■ **AIM OF THE TASK**:
For the entries below, repeat exactly each line starting with the one that contains "filename crates/marksync-client/src/lib.rs" and going on through the one that contains "for optimistic create/delete", and no others.

■ **EXTRACTED MATERIAL**:
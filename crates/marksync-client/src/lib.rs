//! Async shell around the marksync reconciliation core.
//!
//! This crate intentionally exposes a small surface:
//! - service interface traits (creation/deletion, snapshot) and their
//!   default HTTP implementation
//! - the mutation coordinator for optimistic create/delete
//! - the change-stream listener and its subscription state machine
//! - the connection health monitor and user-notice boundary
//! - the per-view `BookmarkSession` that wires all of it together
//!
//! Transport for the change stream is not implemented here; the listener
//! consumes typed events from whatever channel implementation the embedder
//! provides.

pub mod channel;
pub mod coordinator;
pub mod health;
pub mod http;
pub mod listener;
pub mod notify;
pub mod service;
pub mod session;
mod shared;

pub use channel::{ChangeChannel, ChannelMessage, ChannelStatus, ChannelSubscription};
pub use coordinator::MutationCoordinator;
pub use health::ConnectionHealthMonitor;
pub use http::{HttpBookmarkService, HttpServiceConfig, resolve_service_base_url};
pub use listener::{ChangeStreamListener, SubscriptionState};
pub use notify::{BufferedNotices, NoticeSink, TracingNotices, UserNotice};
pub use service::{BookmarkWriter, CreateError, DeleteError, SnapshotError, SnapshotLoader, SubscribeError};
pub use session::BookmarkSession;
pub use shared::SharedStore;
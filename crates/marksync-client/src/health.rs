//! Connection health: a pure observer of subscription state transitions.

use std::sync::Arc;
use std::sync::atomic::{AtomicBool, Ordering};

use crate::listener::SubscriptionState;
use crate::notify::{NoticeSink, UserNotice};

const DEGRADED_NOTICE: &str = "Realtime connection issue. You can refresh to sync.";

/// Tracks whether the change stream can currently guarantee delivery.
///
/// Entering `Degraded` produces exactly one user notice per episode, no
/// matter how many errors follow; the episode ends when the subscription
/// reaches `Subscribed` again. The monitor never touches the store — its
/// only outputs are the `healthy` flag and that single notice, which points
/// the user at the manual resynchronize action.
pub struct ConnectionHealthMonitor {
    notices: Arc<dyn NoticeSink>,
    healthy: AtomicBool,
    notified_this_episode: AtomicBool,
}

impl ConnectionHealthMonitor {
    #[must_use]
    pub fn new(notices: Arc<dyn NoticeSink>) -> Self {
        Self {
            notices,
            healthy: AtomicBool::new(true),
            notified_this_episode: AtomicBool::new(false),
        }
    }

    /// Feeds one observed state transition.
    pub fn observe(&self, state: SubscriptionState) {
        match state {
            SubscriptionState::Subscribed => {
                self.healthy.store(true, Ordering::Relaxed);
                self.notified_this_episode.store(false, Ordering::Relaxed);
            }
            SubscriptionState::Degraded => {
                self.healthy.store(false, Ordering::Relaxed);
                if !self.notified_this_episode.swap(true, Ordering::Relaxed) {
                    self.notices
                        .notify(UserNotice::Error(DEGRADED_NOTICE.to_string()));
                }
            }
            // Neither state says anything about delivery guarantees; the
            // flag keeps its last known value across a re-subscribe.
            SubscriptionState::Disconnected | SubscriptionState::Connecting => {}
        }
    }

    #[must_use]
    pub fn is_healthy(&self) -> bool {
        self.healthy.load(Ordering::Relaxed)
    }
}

...

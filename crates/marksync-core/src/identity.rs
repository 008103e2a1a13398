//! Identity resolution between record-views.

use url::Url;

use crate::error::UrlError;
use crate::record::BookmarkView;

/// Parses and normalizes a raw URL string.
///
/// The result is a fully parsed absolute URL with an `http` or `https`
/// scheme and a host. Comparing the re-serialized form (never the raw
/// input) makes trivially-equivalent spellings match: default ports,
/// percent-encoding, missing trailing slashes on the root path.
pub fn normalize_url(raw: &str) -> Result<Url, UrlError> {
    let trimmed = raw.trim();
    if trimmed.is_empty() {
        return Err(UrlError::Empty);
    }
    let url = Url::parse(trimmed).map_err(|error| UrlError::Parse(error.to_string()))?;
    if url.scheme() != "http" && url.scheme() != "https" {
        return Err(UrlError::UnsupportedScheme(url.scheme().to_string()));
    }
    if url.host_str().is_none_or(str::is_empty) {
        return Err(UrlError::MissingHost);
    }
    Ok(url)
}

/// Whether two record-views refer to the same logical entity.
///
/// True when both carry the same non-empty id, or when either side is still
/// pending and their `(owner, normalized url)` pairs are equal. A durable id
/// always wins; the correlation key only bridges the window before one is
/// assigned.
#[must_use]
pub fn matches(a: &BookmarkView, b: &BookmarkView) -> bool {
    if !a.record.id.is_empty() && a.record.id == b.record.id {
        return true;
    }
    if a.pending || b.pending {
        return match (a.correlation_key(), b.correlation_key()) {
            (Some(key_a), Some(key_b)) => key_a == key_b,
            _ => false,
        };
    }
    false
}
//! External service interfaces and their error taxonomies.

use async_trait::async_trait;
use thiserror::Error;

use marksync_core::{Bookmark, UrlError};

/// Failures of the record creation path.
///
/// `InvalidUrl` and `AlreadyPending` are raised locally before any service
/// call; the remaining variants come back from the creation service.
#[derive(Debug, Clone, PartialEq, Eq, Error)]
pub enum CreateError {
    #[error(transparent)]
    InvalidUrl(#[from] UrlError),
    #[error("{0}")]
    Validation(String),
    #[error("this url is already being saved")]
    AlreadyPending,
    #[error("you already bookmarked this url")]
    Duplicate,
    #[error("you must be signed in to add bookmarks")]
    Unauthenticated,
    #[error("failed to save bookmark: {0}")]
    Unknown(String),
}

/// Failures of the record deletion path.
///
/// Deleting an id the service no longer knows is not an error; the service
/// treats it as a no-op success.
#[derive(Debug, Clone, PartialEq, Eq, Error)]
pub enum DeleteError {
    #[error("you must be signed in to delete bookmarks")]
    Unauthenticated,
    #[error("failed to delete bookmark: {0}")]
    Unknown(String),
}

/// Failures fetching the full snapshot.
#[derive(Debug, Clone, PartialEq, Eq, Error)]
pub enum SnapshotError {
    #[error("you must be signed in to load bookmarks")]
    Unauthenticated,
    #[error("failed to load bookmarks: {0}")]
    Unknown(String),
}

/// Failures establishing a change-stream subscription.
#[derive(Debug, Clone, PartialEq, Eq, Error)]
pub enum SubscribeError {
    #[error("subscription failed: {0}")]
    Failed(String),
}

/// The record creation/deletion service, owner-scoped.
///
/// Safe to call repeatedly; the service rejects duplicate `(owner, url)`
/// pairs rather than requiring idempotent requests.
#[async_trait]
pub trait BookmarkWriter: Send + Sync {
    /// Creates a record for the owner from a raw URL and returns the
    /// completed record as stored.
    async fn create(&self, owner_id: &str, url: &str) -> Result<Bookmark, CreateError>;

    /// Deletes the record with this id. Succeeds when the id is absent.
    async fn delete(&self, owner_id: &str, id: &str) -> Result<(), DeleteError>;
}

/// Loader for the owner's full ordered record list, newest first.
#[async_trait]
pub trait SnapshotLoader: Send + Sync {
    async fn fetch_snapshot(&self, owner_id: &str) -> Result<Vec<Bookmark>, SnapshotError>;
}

■ **REPLY TO THE EXERCISE**:
filename crates/marksync-client/src/lib.rs
//! Async shell around the marksync reconciliation core.
//!
//! This crate intentionally exposes a small surface:
//! - service interface traits (creation/deletion, snapshot) and their
//!   default HTTP implementation
//! - the mutation coordinator for optimistic create/delete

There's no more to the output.